A striking example of this lesson arises from the case of the former manager working for ThyssenKrupp Elevator in Mississauga, Ontario. This manager began working for the company in 1984.

In 2014, he slapped a female colleague on the buttocks in front of several other male employees, after she made a sarcastic remark about the manager’s short height. Although evidence indicated that the company fostered a particularly social and rowdy work environment, this must have been embarrassing for the female colleague.

Fired For Cause

After ThyssenKrupp became aware of the incident via the female employee’s complaint, the company fired the manager for cause and did not give him severance pay. The manager then sued the company for wrongful dismissal.

Appeal results in minimum severance

While the vast majority of wrongful dismissal claims are resolved well before they end up in a courtroom, this particular matter did go to trial.

The judge found that the company had legitimate reason to dismiss the manager for cause, and ordered him to pay $73,000 in costs for commencing his unsubstantiated lawsuit.

The manager appealed the case. After 8 years of litigation, he was eventually awarded his minimum statutory entitlement (minimum severance pay amounts guaranteed by the provincial government) to 8 weeks’ pay. The appeals judge also declared that the female worker engaged in trial misconduct for participating in media interviews during the trial.

Lessons learned

Typically, employees are owed severance pay upon termination. For an employer to withhold severance pay, they must be able to justify that they had cause to terminate the employee by proving that the employee engaged in misconduct that disentitles the employee from severance pay.
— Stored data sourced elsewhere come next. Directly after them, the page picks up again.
//! Precommit suites through the full trace, convert and execute pipeline.

use opcheck_harness::{
    run_selection, run_suite, select_cases, CaseSelection, Driver, HarnessConfig, ProvisionConfig,
    SuiteReport, Tier,
};
use opcheck_ir::Precision;

fn seeded(seed: u64) -> HarnessConfig {
    HarnessConfig::new().with_provision(ProvisionConfig::default().with_seed(Some(seed)))
}

fn assert_passed(report: &SuiteReport) {
    assert!(
        report.all_passed(),
        "{}: {}/{} passed\nfailures: {:#?}\nerrors: {:#?}",
        report.suite,
        report.pass_count,
        report.case_count,
        report.failures,
        report.errors
    );
}

#[test]
fn test_precommit_tier_passes_fp32() {
    let driver = Driver::new(seeded(1));
    let selection = CaseSelection {
        tier: Some(Tier::Precommit),
        ..CaseSelection::default()
    };
    let reports = run_selection(&driver, &selection).unwrap();
    let suites: Vec<&str> = reports.iter().map(|r| r.suite.as_str()).collect();
    assert_eq!(
        suites,
        vec!["pad4d", "pad_list4d", "pad_list2d", "addmm", "fill_any_like"]
    );
    reports.iter().for_each(assert_passed);
}

#[test]
fn test_addmm_passes_fp16() {
    let driver = Driver::new(seeded(2).with_precision(Precision::FP16));
    let report = run_suite(&driver, "addmm").unwrap();
    assert_eq!(report.case_count, 45);
    assert_passed(&report);
}

#[test]
fn test_pad5d_with_ir_round_trip() {
    let config = seeded(3).with_ir_version(10).unwrap();
    let driver = Driver::new(config);
    let report = run_suite(&driver, "pad5d").unwrap();
    assert_eq!(report.case_count, 24);
    assert_passed(&report);
}

#[test]
fn test_pad2d_sequential() {
    let driver = Driver::new(seeded(4).with_parallel(false));
    let report = run_suite(&driver, "pad2d").unwrap();
    assert_passed(&report);
}

#[test]
fn test_circular_cases_by_filter() {
    let selection = CaseSelection {
        suite: Some("pad4d".to_string()),
        filter: Some("mode=circular".to_string()),
        ..CaseSelection::default()
    };
    assert_eq!(select_cases(&selection).unwrap().len(), 7);

    let driver = Driver::new(seeded(5).with_precision(Precision::FP16));
    let reports = run_selection(&driver, &selection).unwrap();
    assert_eq!(reports.len(), 1);
    assert_passed(&reports[0]);
}

#[test]
fn test_unknown_suite_is_an_error() {
    let driver = Driver::new(HarnessConfig::new());
    assert!(run_suite(&driver, "conv2d").is_err());
}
The case of the manager for ThyssenKrupp Elevator demonstrates that although an employee may engage in misconduct that warrants termination for “just cause”, that does not necessarily mean that the employee is not entitled to their statutory – or minimum – severance pay. In order for an employer to legally withhold a terminated employee’s statutory termination pay, which is the employee’s bare minimum entitlement required upon termination, the company must prove that the employee engaged in wilful misconduct, which is a higher threshold than “just cause”.

The appeals judge stated that for wilful misconduct to be established, a judge needs to be satisfied that the misconduct was intentional or deliberate, and that the employee did it on purpose, full-well knowing it was serious misconduct.

When firing a worker without providing proper fair severance, employers must be ready to prove that the employee’s misconduct was not only severe, but intentional as well.